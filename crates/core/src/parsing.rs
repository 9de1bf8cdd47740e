//! Forward-only XML cursor and the scalar readers shared by the entity decoders.

use crate::error::DecodeError;
use chrono::{DateTime, NaiveDate, NaiveDateTime, TimeZone, Utc};
use quick_xml::events::{BytesStart, Event};
use quick_xml::Reader;
use sha2::{Digest, Sha256};
use std::str::FromStr;

pub fn compute_sha256_hex(payload: &[u8]) -> String {
    let mut hasher = Sha256::new();
    hasher.update(payload);
    let bytes = hasher.finalize();
    hex::encode(bytes)
}

/// Read-once cursor over a UTF-8 XML payload.
///
/// Decoders borrow it mutably, consume the events that belong to them and
/// hand it back positioned right after their own closing element.
pub struct XmlCursor<'a> {
    reader: Reader<&'a [u8]>,
}

impl<'a> XmlCursor<'a> {
    pub fn new(payload: &'a [u8]) -> Self {
        Self {
            reader: Reader::from_reader(payload),
        }
    }

    pub fn offset(&self) -> usize {
        self.reader.buffer_position()
    }

    pub fn next_event(&mut self) -> Result<Event<'a>, DecodeError> {
        let offset = self.offset();
        self.reader
            .read_event()
            .map_err(|source| DecodeError::Xml { offset, source })
    }

    pub(crate) fn unexpected_eof(&self, element: &str) -> DecodeError {
        DecodeError::UnexpectedEof {
            element: element.to_string(),
            offset: self.offset(),
        }
    }

    /// Collects the text content of the element whose start tag was just read,
    /// up to and including its end tag. Text of nested children is included.
    pub fn read_text(&mut self, element: &str) -> Result<String, DecodeError> {
        let mut depth = 0usize;
        let mut out = String::new();
        loop {
            match self.next_event()? {
                Event::Text(text) => {
                    let offset = self.offset();
                    let value = text
                        .unescape()
                        .map_err(|source| DecodeError::Xml { offset, source })?;
                    out.push_str(&value);
                }
                Event::CData(data) => out.push_str(&String::from_utf8_lossy(&data)),
                Event::Start(_) => depth += 1,
                Event::End(_) if depth == 0 => return Ok(out.trim().to_string()),
                Event::End(_) => depth -= 1,
                Event::Eof => return Err(self.unexpected_eof(element)),
                _ => {}
            }
        }
    }

    /// Discards everything up to and including the end tag of the element
    /// whose start tag was just read.
    pub fn skip_element(&mut self, element: &str) -> Result<(), DecodeError> {
        let mut depth = 0usize;
        loop {
            match self.next_event()? {
                Event::Start(_) => depth += 1,
                Event::End(_) if depth == 0 => return Ok(()),
                Event::End(_) => depth -= 1,
                Event::Eof => return Err(self.unexpected_eof(element)),
                _ => {}
            }
        }
    }
}

pub(crate) fn local_name(start: &BytesStart<'_>) -> String {
    String::from_utf8_lossy(start.local_name().as_ref()).into_owned()
}

/// An element start handed to an entity decoder.
pub struct Field<'a> {
    name: String,
    start: BytesStart<'a>,
    empty: bool,
}

impl<'a> Field<'a> {
    pub(crate) fn new(start: BytesStart<'a>, empty: bool) -> Self {
        Self {
            name: local_name(&start),
            start,
            empty,
        }
    }

    pub fn name(&self) -> &str {
        &self.name
    }

    pub fn is_self_closing(&self) -> bool {
        self.empty
    }

    pub fn attribute(&self, key: &str) -> Option<String> {
        self.start
            .attributes()
            .flatten()
            .find(|attr| attr.key.local_name().as_ref() == key.as_bytes())
            .and_then(|attr| attr.unescape_value().ok())
            .map(|value| value.into_owned())
    }

    /// Text content, or `None` for empty, self-closing and `nil` elements.
    pub fn text(self, cursor: &mut XmlCursor<'a>) -> Result<Option<String>, DecodeError> {
        if self.empty {
            return Ok(None);
        }
        let nil = self.attribute("nil").is_some();
        let text = cursor.read_text(&self.name)?;
        if nil || text.is_empty() {
            Ok(None)
        } else {
            Ok(Some(text))
        }
    }

    pub fn int<T: FromStr>(self, cursor: &mut XmlCursor<'a>) -> Result<Option<T>, DecodeError> {
        let name = self.name.clone();
        Ok(self.text(cursor)?.and_then(|raw| {
            let parsed = parse_int(&raw);
            if parsed.is_none() {
                tracing::debug!(element = %name, value = %raw, "ignoring unparsable integer");
            }
            parsed
        }))
    }

    pub fn boolean(self, cursor: &mut XmlCursor<'a>) -> Result<Option<bool>, DecodeError> {
        Ok(self.text(cursor)?.and_then(|raw| parse_bool(&raw)))
    }

    pub fn timestamp(
        self,
        cursor: &mut XmlCursor<'a>,
    ) -> Result<Option<DateTime<Utc>>, DecodeError> {
        Ok(self.text(cursor)?.and_then(|raw| parse_timestamp(&raw)))
    }

    pub(crate) fn skip(self, cursor: &mut XmlCursor<'a>) -> Result<(), DecodeError> {
        if self.empty {
            return Ok(());
        }
        cursor.skip_element(&self.name)
    }
}

pub fn parse_int<T: FromStr>(raw: &str) -> Option<T> {
    raw.trim().parse().ok()
}

pub fn parse_bool(raw: &str) -> Option<bool> {
    match raw.trim().to_ascii_lowercase().as_str() {
        "true" | "1" => Some(true),
        "false" | "0" => Some(false),
        _ => None,
    }
}

const NAIVE_FORMATS: &[&str] = &["%Y-%m-%dT%H:%M:%S%.f", "%Y-%m-%d %H:%M:%S%.f"];

/// Best-effort timestamp parsing. Values without an offset are read as UTC.
pub fn parse_timestamp(raw: &str) -> Option<DateTime<Utc>> {
    let raw = raw.trim();
    if let Ok(parsed) = DateTime::parse_from_rfc3339(raw) {
        return Some(parsed.with_timezone(&Utc));
    }
    for format in NAIVE_FORMATS {
        if let Ok(naive) = NaiveDateTime::parse_from_str(raw, format) {
            return Some(Utc.from_utc_datetime(&naive));
        }
    }
    NaiveDate::parse_from_str(raw, "%Y-%m-%d")
        .ok()
        .and_then(|date| date.and_hms_opt(0, 0, 0))
        .map(|naive| Utc.from_utc_datetime(&naive))
}

/// Lower-cases a token and drops punctuation so `past_due`, `Past-Due` and
/// `pastdue` compare equal.
pub fn normalize_token(raw: &str) -> String {
    raw.chars()
        .filter(char::is_ascii_alphanumeric)
        .map(|c| c.to_ascii_lowercase())
        .collect()
}

#[cfg(test)]
mod tests {
    use super::*;
    use chrono::{Datelike, Timelike};

    #[test]
    fn sha256_of_payload() {
        assert_eq!(
            compute_sha256_hex(b"abc"),
            "ba7816bf8f01cfea414140de5dae2223b00361a396177a9cb410ff61f20015ad"
        );
    }

    #[test]
    fn timestamps_in_several_shapes() {
        let ts = parse_timestamp("2009-11-22T13:10:38Z").unwrap();
        assert_eq!((ts.year(), ts.month(), ts.day(), ts.hour()), (2009, 11, 22, 13));

        let offset = parse_timestamp("2009-11-22T13:10:38+02:00").unwrap();
        assert_eq!(offset.hour(), 11);

        assert!(parse_timestamp("2009-11-22T13:10:38").is_some());
        assert!(parse_timestamp("2009-11-22 13:10:38").is_some());
        assert_eq!(parse_timestamp("2010-01-05").unwrap().hour(), 0);
    }

    #[test]
    fn garbage_timestamp_is_none() {
        assert!(parse_timestamp("").is_none());
        assert!(parse_timestamp("yesterday").is_none());
        assert!(parse_timestamp("2009-13-45").is_none());
    }

    #[test]
    fn booleans() {
        assert_eq!(parse_bool("true"), Some(true));
        assert_eq!(parse_bool(" FALSE "), Some(false));
        assert_eq!(parse_bool("1"), Some(true));
        assert_eq!(parse_bool("yes"), None);
    }

    #[test]
    fn integers_are_best_effort() {
        assert_eq!(parse_int::<i64>(" 500 "), Some(500));
        assert_eq!(parse_int::<i32>("-3"), Some(-3));
        assert_eq!(parse_int::<i32>("12.5"), None);
        assert_eq!(parse_int::<i32>("abc"), None);
    }

    #[test]
    fn tokens_normalize() {
        assert_eq!(normalize_token("past_due"), "pastdue");
        assert_eq!(normalize_token("Past-Due"), "pastdue");
        assert_eq!(normalize_token(" in trial "), "intrial");
    }

    #[test]
    fn read_text_handles_entities_and_cdata() {
        let xml = b"<m>Tom &amp; Jerry<![CDATA[ <ok> ]]></m>";
        let mut cursor = XmlCursor::new(xml);
        assert!(matches!(cursor.next_event().unwrap(), Event::Start(_)));
        assert_eq!(cursor.read_text("m").unwrap(), "Tom & Jerry <ok>");
        assert!(matches!(cursor.next_event().unwrap(), Event::Eof));
    }

    #[test]
    fn skip_element_stops_after_matching_end() {
        let xml = b"<a><b><c>1</c></b><d/></a><after/>";
        let mut cursor = XmlCursor::new(xml);
        cursor.next_event().unwrap();
        cursor.skip_element("a").unwrap();
        match cursor.next_event().unwrap() {
            Event::Empty(e) => assert_eq!(e.local_name().as_ref(), b"after"),
            other => panic!("unexpected event {other:?}"),
        }
    }

    #[test]
    fn truncated_text_reports_element() {
        let mut cursor = XmlCursor::new(b"<uuid>abc");
        cursor.next_event().unwrap();
        match cursor.read_text("uuid") {
            Err(DecodeError::UnexpectedEof { element, .. }) => assert_eq!(element, "uuid"),
            other => panic!("unexpected result {other:?}"),
        }
    }
}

-------------------------

• **TO DO**
Using the data above, return every line that contains the string "struct".

• **RESULT FOR THIS EXERCISE**
pub struct XmlCursor<'a> {
pub struct Field<'a> {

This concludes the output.